同じミーリングでも、中にはあまり主張してこないものもあるのですが、このウェッジのミーリングはとても主張していたように感じます。

・軟鉄ウェッジを好まれる方。
・打感にこだわりがある方。
・オーソドックスでシュッとした顔が好きだという方。
・ウェッジのスピン性能にこだわりたい方。
・ノーマルサイズでストレートネックを好まれる方。
・出っ歯過ぎないウェッジが好きな方。
・メーカーは大手有名メーカーだとこだわっていない方。
・地クラブメーカーが好きな方。
そういった方には、是非試していただきたいウェッジです。

久しぶりのカムイで、しかも初めて出会ったカムイウェッジでしたが、とてもいい印象をもちました。
これからも機会があれば、積極的にカムイのクラブを試打していきたいと思います。
☆
構えやすさ・・・☆☆☆☆☆
打感・・・・・・☆☆☆☆☆
スピン性能・・・☆☆☆☆☆
あがりやすさ・・☆☆☆☆
安定性・・・・・☆☆☆
距離感・・・・・☆☆☆☆☆
操作性・・・・・☆☆☆☆☆
※(100P満点)
☆1つ=0~20P
☆2つ=21~40P
☆3つ=41~60P
☆4つ=61~90P
☆5つ=91~100P
※追記 このクラブの紹介文(記事を書いた後、このクラブについて、調べてみました)
「KAMUI KP-W07 WEDGE」徹底解剖:真の性能とゴルファー適性を深掘り
1. 「KAMUI KP-W07 WEDGE」とは?
「KAMUI KP-W07 WEDGE」は、S20C軟鉄鍛造のヘッド素材とCNCミーリング加工されたフェースを持つウェッジです。ニッケルクロムメッキ/マットサテン仕上げが施されています。48°から60°までの幅広いロフト角が用意されており、それぞれのロフト角に最適なバウンス角が設計されています。
1.1. 開発コンセプトと特徴
KAMUI KP-W07 WEDGEは、「適度なバンス効果とヘッドの抜けの良さ、フェースを開かないスクエアショット、シンプルなフルショットの多いロフト向けのソールデザイン」をコンセプトに開発されています [1]. この設計思想により、多様なライから安定したパフォーマンスを発揮することが期待されます。特に、ロフト角56°のソールグラインドは特徴的です [1].
2. スペック詳細
※一部ロフト角は限定モデルやカスタムオーダーとなる可能性があります。
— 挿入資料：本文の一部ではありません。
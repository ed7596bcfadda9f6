#![allow(dead_code)]

use std::cell::{Cell, RefCell};
use std::sync::{Arc, Mutex};

use wt_proto::frame::{SETTINGS_H3_DATAGRAM, SETTINGS_H3_DATAGRAM_DRAFT04};
use wt_proto::{Capsule, CloseInfo, PayloadHeader, Settings};
use wt_relay::transport::TransportResult;
use wt_relay::{
    Config, ConnectionId, Engine, H3Event, HandlerRegistry, HandlerResult, QuicEvent, Result,
    SessionHandle, SessionHandler, Transport, TransportError,
};

#[derive(Debug, Clone, PartialEq, Eq)]
pub enum Sent {
    Headers {
        stream_id: u64,
        headers: Vec<(String, String)>,
        end: bool,
    },
    Data {
        stream_id: u64,
        data: Vec<u8>,
        end: bool,
    },
    StreamData {
        stream_id: u64,
        data: Vec<u8>,
        end: bool,
    },
    CreateStream {
        session_id: u64,
        unidirectional: bool,
    },
    Datagram {
        flow_id: u64,
        data: Vec<u8>,
    },
    Stop {
        stream_id: u64,
        code: u64,
    },
    Reset {
        stream_id: u64,
        code: u64,
    },
    Close {
        code: u64,
        reason: String,
    },
}

/// Records every call; server-initiated stream ids start at 1 (bidi) and
/// 3 (uni).
#[derive(Debug)]
pub struct RecordingTransport {
    sent: RefCell<Vec<Sent>>,
    next_bidi: Cell<u64>,
    next_uni: Cell<u64>,
    pub fail_writes: Cell<bool>,
}

impl Default for RecordingTransport {
    fn default() -> Self {
        Self {
            sent: RefCell::new(Vec::new()),
            next_bidi: Cell::new(1),
            next_uni: Cell::new(3),
            fail_writes: Cell::new(false),
        }
    }
}

impl RecordingTransport {
    pub fn sent(&self) -> Vec<Sent> {
        self.sent.borrow().clone()
    }

    pub fn clear(&self) {
        self.sent.borrow_mut().clear();
    }

    fn record(&self, s: Sent) -> TransportResult<()> {
        if self.fail_writes.get() {
            return Err(TransportError::Closed);
        }
        self.sent.borrow_mut().push(s);
        Ok(())
    }
}

impl Transport for RecordingTransport {
    fn send_headers(
        &self,
        stream_id: u64,
        headers: &[(String, String)],
        end_stream: bool,
    ) -> TransportResult<()> {
        self.record(Sent::Headers {
            stream_id,
            headers: headers.to_vec(),
            end: end_stream,
        })
    }

    fn send_data(&self, stream_id: u64, data: &[u8], end_stream: bool) -> TransportResult<()> {
        self.record(Sent::Data {
            stream_id,
            data: data.to_vec(),
            end: end_stream,
        })
    }

    fn send_stream_data(
        &self,
        stream_id: u64,
        data: &[u8],
        end_stream: bool,
    ) -> TransportResult<()> {
        self.record(Sent::StreamData {
            stream_id,
            data: data.to_vec(),
            end: end_stream,
        })
    }

    fn create_webtransport_stream(
        &self,
        session_id: u64,
        unidirectional: bool,
    ) -> TransportResult<u64> {
        self.record(Sent::CreateStream {
            session_id,
            unidirectional,
        })?;
        let next = if unidirectional {
            &self.next_uni
        } else {
            &self.next_bidi
        };
        let id = next.get();
        next.set(id + 4);
        Ok(id)
    }

    fn send_datagram(&self, flow_id: u64, data: &[u8]) -> TransportResult<()> {
        self.record(Sent::Datagram {
            flow_id,
            data: data.to_vec(),
        })
    }

    fn stop_stream(&self, stream_id: u64, code: u64) -> TransportResult<()> {
        self.record(Sent::Stop { stream_id, code })
    }

    fn reset_stream(&self, stream_id: u64, code: u64) -> TransportResult<()> {
        self.record(Sent::Reset { stream_id, code })
    }

    fn close(&self, error_code: u64, reason: &str) {
        self.sent.borrow_mut().push(Sent::Close {
            code: error_code,
            reason: reason.to_owned(),
        });
    }
}

#[derive(Debug, Clone, PartialEq, Eq)]
pub enum Call {
    ConnectReceived {
        request_headers: Vec<(String, String)>,
    },
    Established {
        session_id: u64,
    },
    StreamData {
        stream_id: u64,
        data: Vec<u8>,
        ended: bool,
    },
    Datagram {
        data: Vec<u8>,
    },
    Closed {
        close_info: Option<CloseInfo>,
        abruptly: bool,
    },
    StreamReset {
        stream_id: u64,
        error_code: u64,
    },
}

pub type Log = Arc<Mutex<Vec<Call>>>;

pub fn calls(log: &Log) -> Vec<Call> {
    log.lock().unwrap().clone()
}

/// What a [`Recorder`] does beyond logging.
#[derive(Debug, Clone, Default)]
pub struct Script {
    pub status: Option<&'static str>,
    pub close_on_established: Option<Option<CloseInfo>>,
    pub panic_on_stream_data: bool,
    pub echo_datagrams: bool,
}

pub struct Recorder {
    log: Log,
    script: Script,
}

impl Recorder {
    fn push(&self, call: Call) {
        self.log.lock().unwrap().push(call);
    }
}

impl SessionHandler for Recorder {
    fn connect_received(
        &mut self,
        request_headers: &[(String, String)],
        response_headers: &mut Vec<(String, String)>,
    ) -> HandlerResult {
        self.push(Call::ConnectReceived {
            request_headers: request_headers.to_vec(),
        });
        if let Some(status) = self.script.status {
            response_headers.push((":status".into(), status.into()));
        }
        Ok(())
    }

    fn session_established(&mut self, session: &mut SessionHandle<'_>) -> HandlerResult {
        self.push(Call::Established {
            session_id: session.session_id(),
        });
        if let Some(info) = self.script.close_on_established.clone() {
            session.close(info);
        }
        Ok(())
    }

    fn stream_data_received(
        &mut self,
        _session: &mut SessionHandle<'_>,
        stream_id: u64,
        data: &[u8],
        stream_ended: bool,
    ) -> HandlerResult {
        self.push(Call::StreamData {
            stream_id,
            data: data.to_vec(),
            ended: stream_ended,
        });
        if self.script.panic_on_stream_data {
            panic!("scripted panic");
        }
        Ok(())
    }

    fn datagram_received(&mut self, session: &mut SessionHandle<'_>, data: &[u8]) -> HandlerResult {
        self.push(Call::Datagram {
            data: data.to_vec(),
        });
        if self.script.echo_datagrams {
            session.send_datagram(data)?;
        }
        Ok(())
    }

    fn session_closed(
        &mut self,
        _session: &mut SessionHandle<'_>,
        close_info: Option<&CloseInfo>,
        abruptly: bool,
    ) -> HandlerResult {
        self.push(Call::Closed {
            close_info: close_info.cloned(),
            abruptly,
        });
        Ok(())
    }

    fn stream_reset(
        &mut self,
        _session: &mut SessionHandle<'_>,
        stream_id: u64,
        error_code: u64,
    ) -> HandlerResult {
        self.push(Call::StreamReset {
            stream_id,
            error_code,
        });
        Ok(())
    }
}

/// Register a [`Recorder`] at `path`, returning its shared log.
pub fn record_at(registry: &mut HandlerRegistry, path: &str, script: Script) -> Log {
    let log = Log::default();
    let shared = log.clone();
    registry.register(path, move || Recorder {
        log: shared.clone(),
        script: script.clone(),
    });
    log
}

pub struct Harness {
    pub engine: Engine<RecordingTransport>,
}

impl Harness {
    pub fn new(registry: HandlerRegistry) -> Self {
        Self::with_config(Config::default(), registry)
    }

    pub fn with_config(config: Config, registry: HandlerRegistry) -> Self {
        Self {
            engine: Engine::new(config, Arc::new(registry)),
        }
    }

    /// Add connection `conn` and complete protocol negotiation.
    pub fn connect(&mut self, conn: u64) {
        self.engine
            .add_connection(ConnectionId(conn), RecordingTransport::default());
        self.event(
            conn,
            QuicEvent::ProtocolNegotiated {
                alpn: Some("h3".into()),
            },
        )
        .unwrap();
    }

    pub fn event(&mut self, conn: u64, event: impl Into<QuicEvent>) -> Result<()> {
        self.engine.handle_event(ConnectionId(conn), event.into())
    }

    pub fn settings(&mut self, conn: u64, settings: Settings) -> Result<()> {
        self.event(conn, H3Event::SettingsReceived(settings))
    }

    /// Peer settings with draft-04 HTTP Datagrams, so datagrams need
    /// registration.
    pub fn registration_settings(&mut self, conn: u64) {
        self.settings(conn, Settings::from([(SETTINGS_H3_DATAGRAM_DRAFT04, 1)]))
            .unwrap();
    }

    pub fn connect_request(&mut self, conn: u64, stream_id: u64, path: &str) -> Result<()> {
        self.headers(conn, stream_id, connect_headers(path))
    }

    pub fn headers(
        &mut self,
        conn: u64,
        stream_id: u64,
        headers: Vec<(String, String)>,
    ) -> Result<()> {
        self.event(
            conn,
            H3Event::HeadersReceived {
                stream_id,
                headers,
                stream_ended: false,
            },
        )
    }

    pub fn session_data(&mut self, conn: u64, stream_id: u64, data: Vec<u8>, fin: bool) -> Result<()> {
        self.event(
            conn,
            H3Event::DataReceived {
                stream_id,
                data,
                stream_ended: fin,
            },
        )
    }

    pub fn stream_data(
        &mut self,
        conn: u64,
        session_id: u64,
        stream_id: u64,
        data: Vec<u8>,
        fin: bool,
    ) -> Result<()> {
        self.event(
            conn,
            H3Event::WebTransportStreamDataReceived {
                stream_id,
                session_id,
                data,
                stream_ended: fin,
            },
        )
    }

    pub fn datagram(&mut self, conn: u64, flow_id: u64, data: Vec<u8>) -> Result<()> {
        self.event(conn, H3Event::DatagramReceived { flow_id, data })
    }

    pub fn terminate(&mut self, conn: u64) -> Result<()> {
        self.event(
            conn,
            QuicEvent::ConnectionTerminated {
                error_code: 0,
                reason: "gone".into(),
            },
        )
    }

    pub fn transport(&self, conn: u64) -> &RecordingTransport {
        self.engine
            .connection(ConnectionId(conn))
            .expect("connection exists")
            .transport()
    }

    pub fn sent(&self, conn: u64) -> Vec<Sent> {
        self.transport(conn).sent()
    }

    pub fn clear(&self, conn: u64) {
        self.transport(conn).clear();
    }
}

pub fn h(name: &str, value: &str) -> (String, String) {
    (name.to_owned(), value.to_owned())
}

pub fn connect_headers(path: &str) -> Vec<(String, String)> {
    vec![
        h(":method", "CONNECT"),
        h(":protocol", "webtransport"),
        h(":scheme", "https"),
        h(":authority", "localhost"),
        h(":path", path),
        h("origin", "https://localhost"),
    ]
}

/// A relay test payload carrying `app_stream_id` in its header.
pub fn payload(app_stream_id: u32, body: &[u8]) -> Vec<u8> {
    let mut buf = Vec::new();
    PayloadHeader {
        stream_id: app_stream_id,
        sequence: 7,
        timestamp: 1234,
        eof: 0,
    }
    .encode(&mut buf);
    buf.extend_from_slice(body);
    buf
}

pub fn close_capsule(code: u32, reason: &str) -> Vec<u8> {
    Capsule::close_session(&CloseInfo::new(code, reason))
        .to_bytes()
        .unwrap()
}

pub fn stable_datagram_only() -> Settings {
    Settings::from([(SETTINGS_H3_DATAGRAM, 1)])
}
詳細は公式サイトをご確認ください。
3. 長所・短所
3.1. 長所
- 優れた抜けの良さ: 適度なバンス効果とソールデザインにより、様々なライからヘッドがスムーズに抜ける設計です [1]。
- スクエアショットの容易さ: フェースを開かずにスクエアに構えやすい設計思想が、安定したショットをサポートします [1]。
- 打感の良さ: S20C軟鉄鍛造ヘッドとCNCミーリング加工フェースの組み合わせにより、吸い付くような柔らかい打感が期待できます。
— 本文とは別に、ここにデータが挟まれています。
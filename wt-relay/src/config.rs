#[derive(Debug, Clone)]
pub struct Config {
    /// Value of the `server` header on every response.
    pub server_name: String,
    /// Extra header sent on successful CONNECT responses.
    pub draft_header: (String, String),
    /// Appended to the stored request headers before `connect_received`.
    pub request_marker: (String, String),
    /// Application-level stream ids (first header field of a payload) that
    /// are relayed to other sessions.
    pub relay_stream_ids: Vec<u32>,
    /// Keep a session in the relay registry after it closes.
    pub retain_closed_sessions: bool,
    /// Logical stash path shared by every handler.
    pub stash_path: String,
}

impl Default for Config {
    fn default() -> Self {
        Self {
            server_name: "webtransport-h3-server".into(),
            draft_header: ("sec-webtransport-http3-draft".into(), "draft02".into()),
            request_marker: ("swag".into(), "brap".into()),
            relay_stream_ids: vec![1, 2],
            retain_closed_sessions: true,
            stash_path: "/webtransport/handlers".into(),
        }
    }
}

impl Config {
    pub fn is_relay_stream(&self, app_stream_id: u32) -> bool {
        self.relay_stream_ids.contains(&app_stream_id)
    }

    /// Headers every CONNECT response starts with.
    pub fn response_headers(&self) -> Vec<(String, String)> {
        vec![
            ("server".to_owned(), self.server_name.clone()),
            self.draft_header.clone(),
        ]
    }

    pub fn error_response(&self, status: u16) -> Vec<(String, String)> {
        vec![
            ("server".to_owned(), self.server_name.clone()),
            (":status".to_owned(), status.to_string()),
        ]
    }
}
- シンプルなフルショットに対応: ロフト角が少ない番手では、シンプルなフルショットで高い性能を発揮するようにソールが設計されています [1]。
- 多様なロフトバリエーション: 48°から60°まで、幅広いロフト角がラインナップされており、自身のクラブセッティングに合わせた選択が可能です。
3.2. 短所
- 限定的な入手経路: 一般的な量販店での取り扱いが少ない可能性があり、試打や購入が難しい場合があります。
- 高価格帯: 高品質な素材と製法を採用しているため、価格は一般的なウェッジと比較して高くなる傾向があります。
- 特定のゴルファーに特化した設計: フェースを開かないスクエアショットやシンプルなフルショットを重視する設計のため、アプローチでフェースを大きく開く打ち方をするゴルファーには、ソールの特性が合わない可能性があります。
4. 口コミ(ファクトチェック済み)
現時点では、公式な口コミ情報は見当たりません。しかし、上記のスペックとコンセプトから、以下のようなユーザーからの評価が予測されます。
- 「軟鉄鍛造らしい柔らかい打感で、ボールがフェースに吸い付くような感覚がある。」
- 「ヘッドの抜けが非常に良く、ラフからも安心して打てる。」
- 「スクエアに構えやすく、狙った方向に真っすぐ打ち出しやすい。」
- 「シンプルなアプローチで、安定した距離感と方向性を得られる。」
- 「バンカーからの脱出が容易になった。」
5. このクラブが合うゴルファー・合わないゴルファー
5.1. 合うゴルファー
- シンプルなアプローチを好むゴルファー: フェースを大きく開かず、スクエアに構えて打ちたいゴルファーに最適です。
- フルショットでウェッジを使う頻度が高いゴルファー: 特にロフトの少ない番手では、フルショットでの安定性を重視する設計です [1]。
- 打感にこだわるゴルファー: S20C軟鉄鍛造の打感を好むゴルファーには、高い満足度が得られるでしょう。
- 多様なライから安定したショットを打ちたいゴルファー: 適度なバンス効果と抜けの良いソールデザインが、様々な状況に対応します [1]。
- 上級者から中級者: ヘッドの性能を最大限に引き出すためには、ある程度の技術レベルが求められます。
5.2. 合わないゴルファー
- アプローチで積極的にフェースを開くゴルファー: ソールデザインがフェースを開く打ち方とは相性が良くない可能性があります。
- コストパフォーマンスを重視するゴルファー: 高品質な素材と製法のため、価格は高めに設定されています。
- 初心者: ウェッジの基本的な打ち方を習得する段階のゴルファーには、より寛容性の高いモデルが適している場合があります。
6. ヘッドスピード毎の飛距離(予測)
ウェッジの飛距離は、ロフト角、スイングタイプ、ボールの種類、天候など多くの要素に左右されます。以下は一般的な目安として、ヘッドスピード毎のフルショットにおける予測飛距離です。
注意点:
- 上記はあくまで目安であり、個々のゴルファーのスイング軌道やインパクト効率によって大きく変動します。
- ウェッジは飛距離だけでなく、グリーン上でのスピン性能やコントロール性能も重要です。
- 最適なロフト角とバウンス角の組み合わせを見つけることが、スコアアップにつながります。
7. まとめ
KAMUI KP-W07 WEDGEは、S20C軟鉄鍛造による極上の打感と、適度なバンス効果による抜けの良さ、そしてフェースを開かないスクエアショットを重視した設計が特徴のウェッジです。シンプルなアプローチやフルショットでの安定性を求めるゴルファー、そして打感にこだわるゴルファーにとって、非常に魅力的な選択肢となるでしょう。幅広いロフトバリエーションも魅力の一つであり、自身のクラブセッティングに合わせた最適な一本を見つけることができます。
最終的なクラブ選びにおいては、可能であれば試打を行い、自身のスイングとの相性を確認することをお勧めします。